### ABOUT THIS TASK
Which lines in the entries below contain the string "AppResult"? Show each of them in full.

== == ==

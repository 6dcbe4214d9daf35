//! Common utilities and shared types for worklink.
//!
//! This crate provides foundational components used across all worklink crates:
//!
//! - **Configuration**: Application settings via [`Config`]
//! - **Error handling**: Unified error types via [`AppError`] and [`AppResult`]
//! - **ID Generation**: ULID-based unique identifiers via [`IdGenerator`]
//!
//! # Example
//!
//! ```no_run
//! use worklink_common::{Config, IdGenerator, AppResult};
//!
//! fn example() -> AppResult<()> {
//!     let config = Config::load()?;
//!     let id_gen = IdGenerator::new();
//!     let id = id_gen.generate();
//!     println!("Generated ID: {}", id);
//!     Ok(())
//! }
//! ```

pub mod config;
pub mod error;
pub mod id;

pub use config::{Config, ModerationConfig, SyncConfig};
pub use error::{AppError, AppResult, BlockKind};
pub use id::IdGenerator;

== == ==

### ANSWER BELOW
//! - **Error handling**: Unified error types via [`AppError`] and [`AppResult`]
//! use worklink_common::{Config, IdGenerator, AppResult};
//! fn example() -> AppResult<()> {
pub use error::{AppError, AppResult, BlockKind};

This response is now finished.